Content-Disposition: inline
In-Reply-To: <CABD1699B87DF7916AE364E7@p3.JCK.COM>
User-Agent: Mutt/1.5.3i
X-Spam-Score: 0.0 (/)
X-Scan-Signature: e367d58950869b6582535ddf5a673488
Cc: Frank Ellermann <nobody@xyzzy.claranet.de>, discuss@apps.ietf.org
X-BeenThere: discuss@apps.ietf.org
X-Mailman-Version: 2.1.5
Precedence: list
List-Id: general discussion of application-layer protocols <discuss.apps.ietf.org>
List-Unsubscribe: <https://www1.ietf.org/mailman/listinfo/discuss>, <mailto:discuss-request@apps.ietf.org?subject=unsubscribe>
List-Post: <mailto:discuss@apps.ietf.org>
List-Help: <mailto:discuss-request@apps.ietf.org?subject=help>
List-Subscribe: <https://www1.ietf.org/mailman/listinfo/discuss>, <mailto:discuss-request@apps.ietf.org?subject=subscribe>
Errors-To: discuss-bounces@apps.ietf.org

John C Klensin said:
>> However, it does bring something else to mind: whatever escape
>> mechanism is chosen, should there be a limit on the length of
>> the hex string?

> I have assumed that compatibility with existing practice and
> good sense suggests that the string should be at least four and
> no more than eight hex digits in length.  Obviously, I didn't
> write that down.  This is probably a strong argument for
> including ABNF for all of the even slightly-recommended forms
> (see previous note).   It is not fixed in -02, which has been in
> the posting queue since Monday morning, but I'll try to get it
> in -03.

Okay.

>> Um, I'm not sure what Frank was thinking, but I would say:
>> - it's fine to mention HTML;
>> - we should *not* mention the construct "<B>&aring</B>" (note
>> the missing   semicolon), which SGML allows and HTML says
>> SHOULD NOT be used.
> It is not mentioned.   Even &aring; is not mentioned.  That is a
> whole different sort of abstraction than what the document talks
> about.

Sorry, I shouldn't have mentioned &aring; in my example. I see that -02
talks about the missing semicolon, so I'm happy that this be closed.
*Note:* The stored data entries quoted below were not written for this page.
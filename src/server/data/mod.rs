//! Data access layer repositories.
//!
//! One repository per league table. Repositories are generic over [`sea_orm::ConnectionTrait`]
//! so they work on a plain connection or inside a transaction.

pub mod approved_owner;
pub mod draft_location;
pub mod draft_photo;
pub mod draft_position;
pub mod season;
pub mod team;
pub mod team_alias;
pub mod team_lineage;
//! Tests for HTTP controller endpoints.
//!
//! Handlers are called directly with extracted arguments and their responses checked for
//! status codes.

mod admin;
mod photo;
mod season;
mod team;

use almanac_test_utils::prelude::*;
use axum::{
    extract::{Path, State},
    http::{header::AUTHORIZATION, HeaderMap, HeaderValue, StatusCode},
    response::IntoResponse,
    Json,
};

use crate::util::{bearer, TestContextExt};

/// Headers carrying a bearer token for `email`
fn auth_headers(email: &str) -> Result<HeaderMap, TestError> {
    let mut headers = HeaderMap::new();
    headers.insert(AUTHORIZATION, HeaderValue::from_str(&bearer(email)?).unwrap());

    Ok(headers)
}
>> My point is that Unicode is not octet-based at all - encodings
>> like UTF-8 are, but Unicode isn't. It's a numbering of
>> characters from 0 to 0x10FFFF just like ASCII is a numnbering
>> from 0 to 127. Neither are octet based.
> On the other hand, UCS-4 was certainly octet based, and UTF-32
> is now presented as new terminology for UCS-4.   So the
> situation isn't as clear, or as pure, as your comment above
> suggests.

Not quite, no.

>> Nits have to be picked at some point, and sometimes earlier is
>> better than later.
> Ok.   It is just wearing me out on a document I somewhat
> accidentally volunteered to assemble but don't feel strongly
> committed to.   My problem, not yours, unless I give up and you
> do care about it.

Sorry, I didn't mean to stick a huge load on you by my comments.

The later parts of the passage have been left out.